**** Data extract ****

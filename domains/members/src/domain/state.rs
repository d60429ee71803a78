//! State machines for the members domain
//!
//! Two machines govern the domain:
//! - the registration funnel a new member walks through
//!   (`terms_condition -> waiver -> payment -> done`), and
//! - the subscription lifecycle driven by user actions and provider
//!   webhook events.

use longbow_common::StateError;

use crate::domain::entities::{RegistrationStatus, SubscriptionStatus};

// ============================================================================
// Registration Funnel
// ============================================================================

/// Events that advance a member through the registration funnel
#[derive(Debug, Clone, Copy, PartialEq)]
pub enum RegistrationEvent {
    /// Member signs the membership acknowledgement form
    Acknowledge,
    /// Member signs the range rules and code-of-conduct waiver
    SignConduct,
    /// A successful subscription charge completes onboarding
    CompletePayment,
}

impl std::fmt::Display for RegistrationEvent {
    fn fmt(&self, f: &mut std::fmt::Formatter<'_>) -> std::fmt::Result {
        match self {
            Self::Acknowledge => write!(f, "acknowledge"),
            Self::SignConduct => write!(f, "sign_conduct"),
            Self::CompletePayment => write!(f, "complete_payment"),
        }
    }
}

/// Registration funnel state machine
pub struct RegistrationFunnel;

impl RegistrationFunnel {
    /// Attempt a funnel transition.
    ///
    /// Re-signing the conduct form from the payment step is allowed (the
    /// member may revise their answers until they pay), which makes
    /// `SignConduct` a self-loop on `Payment`.
    pub fn transition(
        current: RegistrationStatus,
        event: RegistrationEvent,
    ) -> Result<RegistrationStatus, StateError> {
        if current == RegistrationStatus::Done {
            return Err(StateError::TerminalState(current.to_string()));
        }

        let next = match (&current, &event) {
            (RegistrationStatus::TermsCondition, RegistrationEvent::Acknowledge) => {
                RegistrationStatus::Waiver
            }
            (RegistrationStatus::Waiver, RegistrationEvent::SignConduct) => {
                RegistrationStatus::Payment
            }
            (RegistrationStatus::Payment, RegistrationEvent::SignConduct) => {
                RegistrationStatus::Payment
            }
            (RegistrationStatus::Payment, RegistrationEvent::CompletePayment) => {
                RegistrationStatus::Done
            }
            _ => {
                return Err(StateError::InvalidTransition {
                    from: current.to_string(),
                    to: "unknown".to_string(),
                    event: event.to_string(),
                });
            }
        };

        Ok(next)
    }

    /// Check if a transition is valid without performing it
    pub fn can_transition(current: RegistrationStatus, event: RegistrationEvent) -> bool {
        Self::transition(current, event).is_ok()
    }
}

// ============================================================================
// Subscription Lifecycle
// ============================================================================

/// Events that drive the subscription lifecycle
#[derive(Debug, Clone, Copy, PartialEq)]
pub enum SubscriptionEvent {
    /// First successful charge activates the subscription
    Activate,
    /// Member re-enables a subscription (upgrade path)
    Enable,
    /// Member or provider cancels the subscription
    Cancel,
    /// Provider reports the subscription will not renew
    StopRenewal,
    /// Provider flags the subscription for attention (failed charge)
    FlagAttention,
    /// Subscription reaches its end date
    Complete,
}

impl std::fmt::Display for SubscriptionEvent {
    fn fmt(&self, f: &mut std::fmt::Formatter<'_>) -> std::fmt::Result {
        match self {
            Self::Activate => write!(f, "activate"),
            Self::Enable => write!(f, "enable"),
            Self::Cancel => write!(f, "cancel"),
            Self::StopRenewal => write!(f, "stop_renewal"),
            Self::FlagAttention => write!(f, "flag_attention"),
            Self::Complete => write!(f, "complete"),
        }
    }
}

/// Subscription lifecycle state machine
pub struct SubscriptionStateMachine;

impl SubscriptionStateMachine {
    pub fn transition(
        current: SubscriptionStatus,
        event: SubscriptionEvent,
    ) -> Result<SubscriptionStatus, StateError> {
        if matches!(
            current,
            SubscriptionStatus::Cancelled | SubscriptionStatus::Completed
        ) {
            return Err(StateError::TerminalState(current.to_string()));
        }

        let next = match (&current, &event) {
            (SubscriptionStatus::Pending, SubscriptionEvent::Activate) => {
                SubscriptionStatus::Active
            }
            (SubscriptionStatus::Pending, SubscriptionEvent::Enable) => {
                SubscriptionStatus::Enabled
            }
            (SubscriptionStatus::Pending, SubscriptionEvent::Cancel) => {
                SubscriptionStatus::Cancelled
            }

            (SubscriptionStatus::Active, SubscriptionEvent::Cancel)
            | (SubscriptionStatus::Enabled, SubscriptionEvent::Cancel) => {
                SubscriptionStatus::Cancelled
            }
            (SubscriptionStatus::Active, SubscriptionEvent::StopRenewal)
            | (SubscriptionStatus::Enabled, SubscriptionEvent::StopRenewal) => {
                SubscriptionStatus::NonRenewing
            }
            (SubscriptionStatus::Active, SubscriptionEvent::FlagAttention)
            | (SubscriptionStatus::Enabled, SubscriptionEvent::FlagAttention) => {
                SubscriptionStatus::Attention
            }
            (SubscriptionStatus::Active, SubscriptionEvent::Complete)
            | (SubscriptionStatus::Enabled, SubscriptionEvent::Complete) => {
                SubscriptionStatus::Completed
            }
            (SubscriptionStatus::Active, SubscriptionEvent::Enable) => {
                SubscriptionStatus::Enabled
            }

            // A non-renewing subscription can be re-enabled before it runs out,
            // or run to completion, or be cancelled outright.
            (SubscriptionStatus::NonRenewing, SubscriptionEvent::Enable) => {
                SubscriptionStatus::Enabled
            }
            (SubscriptionStatus::NonRenewing, SubscriptionEvent::Complete) => {
                SubscriptionStatus::Completed
            }
            (SubscriptionStatus::NonRenewing, SubscriptionEvent::Cancel) => {
                SubscriptionStatus::Cancelled
            }

            // Attention resolves back to active on a successful charge,
            // or the subscription is cancelled.
            (SubscriptionStatus::Attention, SubscriptionEvent::Activate) => {
                SubscriptionStatus::Active
            }
            (SubscriptionStatus::Attention, SubscriptionEvent::Cancel) => {
                SubscriptionStatus::Cancelled
            }

            _ => {
                return Err(StateError::InvalidTransition {
                    from: current.to_string(),
                    to: "unknown".to_string(),
                    event: event.to_string(),
                });
            }
        };

        Ok(next)
    }

    pub fn can_transition(current: SubscriptionStatus, event: SubscriptionEvent) -> bool {
        Self::transition(current, event).is_ok()
    }
}

#[cfg(test)]
mod tests {
    use super::*;

    mod registration_funnel {
        use super::*;

        #[test]
        fn test_full_funnel_walk() {
            let waiver = RegistrationFunnel::transition(
                RegistrationStatus::TermsCondition,
                RegistrationEvent::Acknowledge,
            )
            .unwrap();
            assert_eq!(waiver, RegistrationStatus::Waiver);

            let payment =
                RegistrationFunnel::transition(waiver, RegistrationEvent::SignConduct).unwrap();
            assert_eq!(payment, RegistrationStatus::Payment);

            let done =
                RegistrationFunnel::transition(payment, RegistrationEvent::CompletePayment)
                    .unwrap();
            assert_eq!(done, RegistrationStatus::Done);
        }

        #[test]
        fn test_acknowledge_only_from_terms_condition() {
            let result = RegistrationFunnel::transition(
                RegistrationStatus::Waiver,
                RegistrationEvent::Acknowledge,
            );
            assert!(matches!(result, Err(StateError::InvalidTransition { .. })));
        }

        #[test]
        fn test_conduct_allowed_from_payment() {
            // Members may re-sign the conduct form until they pay
            let result = RegistrationFunnel::transition(
                RegistrationStatus::Payment,
                RegistrationEvent::SignConduct,
            );
            assert_eq!(result, Ok(RegistrationStatus::Payment));
        }

        #[test]
        fn test_complete_payment_only_from_payment() {
            let result = RegistrationFunnel::transition(
                RegistrationStatus::Waiver,
                RegistrationEvent::CompletePayment,
            );
            assert!(result.is_err());
        }

        #[test]
        fn test_done_is_terminal() {
            let result = RegistrationFunnel::transition(
                RegistrationStatus::Done,
                RegistrationEvent::SignConduct,
            );
            assert!(matches!(result, Err(StateError::TerminalState(_))));
        }

        #[test]
        fn test_can_transition() {
            assert!(RegistrationFunnel::can_transition(
                RegistrationStatus::TermsCondition,
                RegistrationEvent::Acknowledge
            ));
            assert!(!RegistrationFunnel::can_transition(
                RegistrationStatus::TermsCondition,
                RegistrationEvent::SignConduct
            ));
        }
    }

    mod subscription_lifecycle {
        use super::*;

        #[test]
        fn test_pending_to_active() {
            let result = SubscriptionStateMachine::transition(
                SubscriptionStatus::Pending,
                SubscriptionEvent::Activate,
            );
            assert_eq!(result, Ok(SubscriptionStatus::Active));
        }

        #[test]
        fn test_active_to_non_renewing() {
            let result = SubscriptionStateMachine::transition(
                SubscriptionStatus::Active,
                SubscriptionEvent::StopRenewal,
            );
            assert_eq!(result, Ok(SubscriptionStatus::NonRenewing));
        }

        #[test]
        fn test_non_renewing_can_be_re_enabled() {
            let result = SubscriptionStateMachine::transition(
                SubscriptionStatus::NonRenewing,
                SubscriptionEvent::Enable,
            );
            assert_eq!(result, Ok(SubscriptionStatus::Enabled));
        }

        #[test]
        fn test_attention_resolves_on_activate() {
            let result = SubscriptionStateMachine::transition(
                SubscriptionStatus::Attention,
                SubscriptionEvent::Activate,
            );
            assert_eq!(result, Ok(SubscriptionStatus::Active));
        }

        #[test]
        fn test_cancelled_is_terminal() {
            let result = SubscriptionStateMachine::transition(
                SubscriptionStatus::Cancelled,
                SubscriptionEvent::Enable,
            );
            assert!(matches!(result, Err(StateError::TerminalState(_))));
        }

        #[test]
        fn test_completed_is_terminal() {
            let result = SubscriptionStateMachine::transition(
                SubscriptionStatus::Completed,
                SubscriptionEvent::Activate,
            );
            assert!(matches!(result, Err(StateError::TerminalState(_))));
        }

        #[test]
        fn test_pending_cannot_stop_renewal() {
            let result = SubscriptionStateMachine::transition(
                SubscriptionStatus::Pending,
                SubscriptionEvent::StopRenewal,
            );
            assert!(matches!(result, Err(StateError::InvalidTransition { .. })));
        }
    }
}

****

Your reply is one number: how many lines of the records above contain the word "Display".

2